[Stored data entries]
- Opening Delimiter -

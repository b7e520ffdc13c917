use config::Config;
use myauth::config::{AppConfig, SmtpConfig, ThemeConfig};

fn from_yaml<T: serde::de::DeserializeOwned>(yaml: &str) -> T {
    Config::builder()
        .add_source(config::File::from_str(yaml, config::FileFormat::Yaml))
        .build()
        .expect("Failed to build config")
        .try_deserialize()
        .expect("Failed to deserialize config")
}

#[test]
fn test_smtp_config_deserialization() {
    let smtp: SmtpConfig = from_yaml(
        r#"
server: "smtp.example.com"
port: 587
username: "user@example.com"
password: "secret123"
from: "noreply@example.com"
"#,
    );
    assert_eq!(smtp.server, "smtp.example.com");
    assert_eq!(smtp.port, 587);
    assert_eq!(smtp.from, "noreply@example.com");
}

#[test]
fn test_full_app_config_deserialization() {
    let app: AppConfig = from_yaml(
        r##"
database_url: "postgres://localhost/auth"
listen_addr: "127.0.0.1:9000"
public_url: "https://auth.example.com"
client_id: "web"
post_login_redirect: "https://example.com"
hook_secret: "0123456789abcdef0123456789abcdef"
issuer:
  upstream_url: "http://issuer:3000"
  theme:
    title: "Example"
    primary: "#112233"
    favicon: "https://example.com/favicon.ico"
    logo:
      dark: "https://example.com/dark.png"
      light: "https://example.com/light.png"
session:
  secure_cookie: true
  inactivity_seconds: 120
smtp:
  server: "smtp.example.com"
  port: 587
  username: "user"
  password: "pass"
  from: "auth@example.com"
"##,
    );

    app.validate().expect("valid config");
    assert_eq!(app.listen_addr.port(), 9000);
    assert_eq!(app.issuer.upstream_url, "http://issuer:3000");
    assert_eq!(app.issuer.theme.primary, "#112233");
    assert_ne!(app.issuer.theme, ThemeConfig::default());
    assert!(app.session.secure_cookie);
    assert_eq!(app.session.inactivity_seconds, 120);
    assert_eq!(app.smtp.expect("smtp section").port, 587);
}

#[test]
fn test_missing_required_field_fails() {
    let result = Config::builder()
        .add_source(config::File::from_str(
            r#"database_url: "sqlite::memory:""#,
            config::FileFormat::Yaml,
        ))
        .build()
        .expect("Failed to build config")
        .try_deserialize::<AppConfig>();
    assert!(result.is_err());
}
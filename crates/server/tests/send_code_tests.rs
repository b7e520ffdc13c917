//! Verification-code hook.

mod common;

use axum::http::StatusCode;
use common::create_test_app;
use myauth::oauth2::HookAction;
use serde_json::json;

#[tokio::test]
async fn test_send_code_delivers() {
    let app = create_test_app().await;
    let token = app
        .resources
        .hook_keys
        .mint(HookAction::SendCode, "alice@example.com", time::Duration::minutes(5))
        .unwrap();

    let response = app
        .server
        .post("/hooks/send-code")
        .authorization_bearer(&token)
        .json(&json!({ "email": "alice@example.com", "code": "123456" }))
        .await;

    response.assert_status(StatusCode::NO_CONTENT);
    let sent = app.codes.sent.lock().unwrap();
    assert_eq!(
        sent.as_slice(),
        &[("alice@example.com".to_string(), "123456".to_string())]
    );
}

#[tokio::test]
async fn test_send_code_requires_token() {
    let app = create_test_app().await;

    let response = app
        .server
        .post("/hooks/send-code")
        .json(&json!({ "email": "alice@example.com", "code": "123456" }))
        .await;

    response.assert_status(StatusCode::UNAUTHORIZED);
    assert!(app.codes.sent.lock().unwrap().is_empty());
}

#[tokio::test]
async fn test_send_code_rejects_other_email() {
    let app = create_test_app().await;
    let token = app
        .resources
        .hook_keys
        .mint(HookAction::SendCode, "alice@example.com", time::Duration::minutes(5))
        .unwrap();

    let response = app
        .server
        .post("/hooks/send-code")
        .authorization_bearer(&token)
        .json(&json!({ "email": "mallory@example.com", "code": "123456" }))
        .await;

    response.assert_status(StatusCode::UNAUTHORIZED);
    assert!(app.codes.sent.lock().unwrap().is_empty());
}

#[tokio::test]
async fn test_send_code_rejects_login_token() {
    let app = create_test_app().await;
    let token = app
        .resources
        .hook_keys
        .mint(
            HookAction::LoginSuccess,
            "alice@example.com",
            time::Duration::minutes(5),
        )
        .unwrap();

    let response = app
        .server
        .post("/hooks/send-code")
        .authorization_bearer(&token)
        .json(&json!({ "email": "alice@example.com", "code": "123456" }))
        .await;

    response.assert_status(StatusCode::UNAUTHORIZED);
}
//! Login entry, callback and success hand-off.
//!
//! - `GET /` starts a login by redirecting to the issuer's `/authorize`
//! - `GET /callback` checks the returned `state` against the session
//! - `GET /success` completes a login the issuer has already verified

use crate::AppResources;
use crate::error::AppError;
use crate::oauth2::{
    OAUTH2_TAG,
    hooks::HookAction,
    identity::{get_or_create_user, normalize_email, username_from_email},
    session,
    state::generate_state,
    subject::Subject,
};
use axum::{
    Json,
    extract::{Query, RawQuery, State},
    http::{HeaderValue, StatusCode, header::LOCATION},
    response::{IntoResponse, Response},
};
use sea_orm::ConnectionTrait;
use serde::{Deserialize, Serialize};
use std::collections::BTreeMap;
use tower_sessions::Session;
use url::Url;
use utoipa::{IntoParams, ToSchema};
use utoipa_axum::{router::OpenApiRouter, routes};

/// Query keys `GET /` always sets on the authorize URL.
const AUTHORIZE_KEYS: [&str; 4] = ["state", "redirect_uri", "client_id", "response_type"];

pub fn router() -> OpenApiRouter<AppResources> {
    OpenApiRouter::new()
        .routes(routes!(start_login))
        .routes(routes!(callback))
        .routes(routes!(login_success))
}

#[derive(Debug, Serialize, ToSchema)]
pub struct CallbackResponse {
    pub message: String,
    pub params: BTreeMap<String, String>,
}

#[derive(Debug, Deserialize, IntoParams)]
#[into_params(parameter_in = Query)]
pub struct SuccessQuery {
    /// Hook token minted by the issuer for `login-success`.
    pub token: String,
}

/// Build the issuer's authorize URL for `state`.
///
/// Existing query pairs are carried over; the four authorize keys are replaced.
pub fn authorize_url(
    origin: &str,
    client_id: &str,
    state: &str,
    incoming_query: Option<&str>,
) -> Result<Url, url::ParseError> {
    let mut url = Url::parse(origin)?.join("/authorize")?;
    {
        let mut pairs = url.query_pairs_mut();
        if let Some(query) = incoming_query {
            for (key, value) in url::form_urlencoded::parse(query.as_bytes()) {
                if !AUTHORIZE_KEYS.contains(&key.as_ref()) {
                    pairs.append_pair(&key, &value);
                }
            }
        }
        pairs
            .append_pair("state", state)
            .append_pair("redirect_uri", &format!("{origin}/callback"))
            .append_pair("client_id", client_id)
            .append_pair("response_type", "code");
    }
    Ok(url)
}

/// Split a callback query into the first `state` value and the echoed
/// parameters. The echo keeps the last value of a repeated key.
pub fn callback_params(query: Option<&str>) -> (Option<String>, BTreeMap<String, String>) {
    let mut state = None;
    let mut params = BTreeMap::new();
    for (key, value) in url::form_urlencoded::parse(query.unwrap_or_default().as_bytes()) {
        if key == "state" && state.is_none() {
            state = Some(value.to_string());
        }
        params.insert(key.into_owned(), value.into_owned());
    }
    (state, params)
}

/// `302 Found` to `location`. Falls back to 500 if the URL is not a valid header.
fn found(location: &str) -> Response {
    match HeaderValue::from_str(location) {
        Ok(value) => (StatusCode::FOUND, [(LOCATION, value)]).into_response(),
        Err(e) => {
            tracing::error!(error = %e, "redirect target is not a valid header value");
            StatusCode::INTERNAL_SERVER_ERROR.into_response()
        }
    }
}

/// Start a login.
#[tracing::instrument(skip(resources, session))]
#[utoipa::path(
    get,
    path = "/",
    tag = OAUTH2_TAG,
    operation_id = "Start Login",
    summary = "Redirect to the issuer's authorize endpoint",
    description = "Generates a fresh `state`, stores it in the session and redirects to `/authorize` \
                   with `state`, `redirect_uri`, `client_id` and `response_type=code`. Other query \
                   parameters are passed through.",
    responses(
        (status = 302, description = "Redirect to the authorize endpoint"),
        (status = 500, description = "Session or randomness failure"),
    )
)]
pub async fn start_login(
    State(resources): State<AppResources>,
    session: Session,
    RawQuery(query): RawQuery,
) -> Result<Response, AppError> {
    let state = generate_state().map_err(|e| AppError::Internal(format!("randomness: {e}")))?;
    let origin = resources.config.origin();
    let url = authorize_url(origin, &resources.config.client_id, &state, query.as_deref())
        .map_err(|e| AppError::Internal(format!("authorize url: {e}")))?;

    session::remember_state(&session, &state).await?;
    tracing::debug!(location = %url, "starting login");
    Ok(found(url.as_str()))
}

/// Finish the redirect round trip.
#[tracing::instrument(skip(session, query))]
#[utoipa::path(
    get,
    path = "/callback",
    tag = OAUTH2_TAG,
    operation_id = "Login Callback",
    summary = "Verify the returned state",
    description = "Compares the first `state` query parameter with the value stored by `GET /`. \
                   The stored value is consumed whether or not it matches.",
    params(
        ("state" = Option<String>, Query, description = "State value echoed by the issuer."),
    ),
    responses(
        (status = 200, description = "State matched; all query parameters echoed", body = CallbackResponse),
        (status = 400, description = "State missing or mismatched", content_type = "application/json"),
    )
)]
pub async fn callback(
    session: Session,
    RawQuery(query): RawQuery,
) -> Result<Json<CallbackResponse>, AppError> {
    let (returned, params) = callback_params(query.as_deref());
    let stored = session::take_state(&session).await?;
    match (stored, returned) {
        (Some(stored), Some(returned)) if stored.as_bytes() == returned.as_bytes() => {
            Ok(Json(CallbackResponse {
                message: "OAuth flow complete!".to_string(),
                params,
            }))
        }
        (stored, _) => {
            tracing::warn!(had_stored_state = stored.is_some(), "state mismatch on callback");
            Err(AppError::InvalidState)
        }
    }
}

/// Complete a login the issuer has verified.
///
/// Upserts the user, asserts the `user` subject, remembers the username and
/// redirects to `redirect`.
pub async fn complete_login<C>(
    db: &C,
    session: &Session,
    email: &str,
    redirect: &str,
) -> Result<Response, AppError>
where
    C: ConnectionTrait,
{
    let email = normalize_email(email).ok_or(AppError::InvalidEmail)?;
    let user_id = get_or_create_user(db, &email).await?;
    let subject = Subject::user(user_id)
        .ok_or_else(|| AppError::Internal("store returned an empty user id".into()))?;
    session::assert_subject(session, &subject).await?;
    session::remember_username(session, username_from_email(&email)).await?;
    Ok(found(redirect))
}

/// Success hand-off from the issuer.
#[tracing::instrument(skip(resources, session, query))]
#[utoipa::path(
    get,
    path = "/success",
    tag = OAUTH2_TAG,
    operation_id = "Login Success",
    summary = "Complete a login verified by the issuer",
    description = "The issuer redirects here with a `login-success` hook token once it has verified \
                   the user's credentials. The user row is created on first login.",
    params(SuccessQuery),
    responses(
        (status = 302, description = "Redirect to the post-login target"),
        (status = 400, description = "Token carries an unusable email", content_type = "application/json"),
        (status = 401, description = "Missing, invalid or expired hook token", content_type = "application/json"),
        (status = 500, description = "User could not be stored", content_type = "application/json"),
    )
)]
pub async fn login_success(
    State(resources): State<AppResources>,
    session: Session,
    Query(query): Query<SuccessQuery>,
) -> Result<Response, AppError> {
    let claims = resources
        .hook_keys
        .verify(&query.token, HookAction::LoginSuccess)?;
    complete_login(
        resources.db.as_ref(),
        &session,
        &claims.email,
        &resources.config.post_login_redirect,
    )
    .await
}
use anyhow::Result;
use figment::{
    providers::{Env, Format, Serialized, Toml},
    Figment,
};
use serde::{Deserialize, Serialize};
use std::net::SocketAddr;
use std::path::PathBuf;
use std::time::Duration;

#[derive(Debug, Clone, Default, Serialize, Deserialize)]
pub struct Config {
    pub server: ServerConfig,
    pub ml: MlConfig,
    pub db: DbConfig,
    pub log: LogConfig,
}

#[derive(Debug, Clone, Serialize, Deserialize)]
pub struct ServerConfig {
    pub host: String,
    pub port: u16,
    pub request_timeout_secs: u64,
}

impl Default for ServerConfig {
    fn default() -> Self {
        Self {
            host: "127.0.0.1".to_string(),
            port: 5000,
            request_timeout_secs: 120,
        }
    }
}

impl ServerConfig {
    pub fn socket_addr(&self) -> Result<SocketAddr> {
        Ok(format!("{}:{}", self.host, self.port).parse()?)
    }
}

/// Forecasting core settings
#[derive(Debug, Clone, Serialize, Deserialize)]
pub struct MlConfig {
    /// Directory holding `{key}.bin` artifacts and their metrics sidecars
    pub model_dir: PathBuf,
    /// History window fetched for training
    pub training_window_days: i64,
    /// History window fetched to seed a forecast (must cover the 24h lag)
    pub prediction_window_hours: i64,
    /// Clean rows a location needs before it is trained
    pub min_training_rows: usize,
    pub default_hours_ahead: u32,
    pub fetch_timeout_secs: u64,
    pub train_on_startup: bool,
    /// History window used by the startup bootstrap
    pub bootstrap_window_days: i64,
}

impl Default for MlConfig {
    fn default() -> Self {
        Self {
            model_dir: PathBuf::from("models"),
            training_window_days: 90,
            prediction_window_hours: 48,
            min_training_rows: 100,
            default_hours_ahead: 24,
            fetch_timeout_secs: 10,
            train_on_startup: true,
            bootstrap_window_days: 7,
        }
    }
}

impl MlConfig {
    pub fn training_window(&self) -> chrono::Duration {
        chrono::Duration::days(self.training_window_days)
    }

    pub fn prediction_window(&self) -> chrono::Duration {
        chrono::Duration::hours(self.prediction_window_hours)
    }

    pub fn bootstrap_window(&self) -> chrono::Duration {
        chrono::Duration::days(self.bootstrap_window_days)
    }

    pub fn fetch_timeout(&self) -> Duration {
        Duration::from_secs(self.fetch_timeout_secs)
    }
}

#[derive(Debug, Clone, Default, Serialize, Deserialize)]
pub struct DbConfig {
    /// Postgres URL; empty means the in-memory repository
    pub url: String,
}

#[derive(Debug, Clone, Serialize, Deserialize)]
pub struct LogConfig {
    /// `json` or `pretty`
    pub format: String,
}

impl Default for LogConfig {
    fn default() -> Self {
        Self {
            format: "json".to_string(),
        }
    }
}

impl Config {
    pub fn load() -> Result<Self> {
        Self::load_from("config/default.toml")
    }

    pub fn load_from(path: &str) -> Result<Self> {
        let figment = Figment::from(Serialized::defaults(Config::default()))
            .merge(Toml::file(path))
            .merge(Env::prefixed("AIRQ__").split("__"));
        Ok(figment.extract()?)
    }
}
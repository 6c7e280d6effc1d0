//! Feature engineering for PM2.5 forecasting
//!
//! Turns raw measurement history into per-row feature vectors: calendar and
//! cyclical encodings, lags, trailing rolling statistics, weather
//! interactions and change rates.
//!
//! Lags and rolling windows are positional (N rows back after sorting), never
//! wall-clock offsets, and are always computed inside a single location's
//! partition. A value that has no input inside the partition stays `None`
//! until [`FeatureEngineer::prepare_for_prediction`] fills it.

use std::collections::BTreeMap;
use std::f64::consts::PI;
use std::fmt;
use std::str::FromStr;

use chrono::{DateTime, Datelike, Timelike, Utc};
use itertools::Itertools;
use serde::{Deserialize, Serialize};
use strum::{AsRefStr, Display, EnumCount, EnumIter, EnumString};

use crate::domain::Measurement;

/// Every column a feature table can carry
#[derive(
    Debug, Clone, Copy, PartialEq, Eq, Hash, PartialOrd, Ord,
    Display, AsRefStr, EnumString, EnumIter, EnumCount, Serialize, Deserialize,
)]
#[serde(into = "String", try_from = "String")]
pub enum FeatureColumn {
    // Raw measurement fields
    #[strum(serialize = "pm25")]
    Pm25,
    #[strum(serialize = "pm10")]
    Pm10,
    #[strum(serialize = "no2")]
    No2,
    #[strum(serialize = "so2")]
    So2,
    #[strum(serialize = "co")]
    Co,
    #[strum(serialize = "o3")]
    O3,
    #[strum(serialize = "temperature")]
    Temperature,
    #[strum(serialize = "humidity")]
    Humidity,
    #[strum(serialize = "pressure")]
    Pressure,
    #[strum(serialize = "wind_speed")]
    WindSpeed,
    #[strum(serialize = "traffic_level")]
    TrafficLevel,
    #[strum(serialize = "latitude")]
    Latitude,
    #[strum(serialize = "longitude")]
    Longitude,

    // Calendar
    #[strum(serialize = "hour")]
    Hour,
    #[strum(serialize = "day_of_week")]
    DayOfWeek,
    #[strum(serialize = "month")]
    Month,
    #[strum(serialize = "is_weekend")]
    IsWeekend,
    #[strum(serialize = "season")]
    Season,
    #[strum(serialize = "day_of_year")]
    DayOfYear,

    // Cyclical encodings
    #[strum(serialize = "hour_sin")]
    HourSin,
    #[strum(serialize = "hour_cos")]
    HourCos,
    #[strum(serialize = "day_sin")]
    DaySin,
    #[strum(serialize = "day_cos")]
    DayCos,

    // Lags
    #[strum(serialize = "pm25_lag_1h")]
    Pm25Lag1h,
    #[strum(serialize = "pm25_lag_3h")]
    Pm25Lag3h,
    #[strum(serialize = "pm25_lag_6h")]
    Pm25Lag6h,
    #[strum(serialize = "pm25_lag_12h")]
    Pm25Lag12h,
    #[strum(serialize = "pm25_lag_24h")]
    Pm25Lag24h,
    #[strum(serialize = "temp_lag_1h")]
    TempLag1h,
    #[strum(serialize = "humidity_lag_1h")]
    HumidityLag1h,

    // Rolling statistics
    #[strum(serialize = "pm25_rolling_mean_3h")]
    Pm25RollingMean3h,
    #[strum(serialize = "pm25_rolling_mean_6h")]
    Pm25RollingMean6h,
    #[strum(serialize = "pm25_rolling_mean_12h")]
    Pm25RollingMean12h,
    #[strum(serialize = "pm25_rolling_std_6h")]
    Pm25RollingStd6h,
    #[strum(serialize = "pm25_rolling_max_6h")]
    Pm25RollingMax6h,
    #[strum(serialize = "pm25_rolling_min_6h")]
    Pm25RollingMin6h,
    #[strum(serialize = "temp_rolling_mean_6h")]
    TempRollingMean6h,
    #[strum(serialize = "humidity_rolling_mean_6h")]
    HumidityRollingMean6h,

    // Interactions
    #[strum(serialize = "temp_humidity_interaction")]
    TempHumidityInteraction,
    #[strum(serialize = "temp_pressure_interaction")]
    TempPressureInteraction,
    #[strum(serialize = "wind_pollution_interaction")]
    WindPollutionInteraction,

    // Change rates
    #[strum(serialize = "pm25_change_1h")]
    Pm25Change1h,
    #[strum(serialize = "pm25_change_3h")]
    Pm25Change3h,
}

- Closing Delimiter -

* [WHAT TO PRODUCE]: Copy out each line of the records where the string "merge" appears.

* [SOLUTION FOR THIS PROBLEM]:
            .merge(Toml::file(path))
            .merge(Env::prefixed("AIRQ__").split("__"));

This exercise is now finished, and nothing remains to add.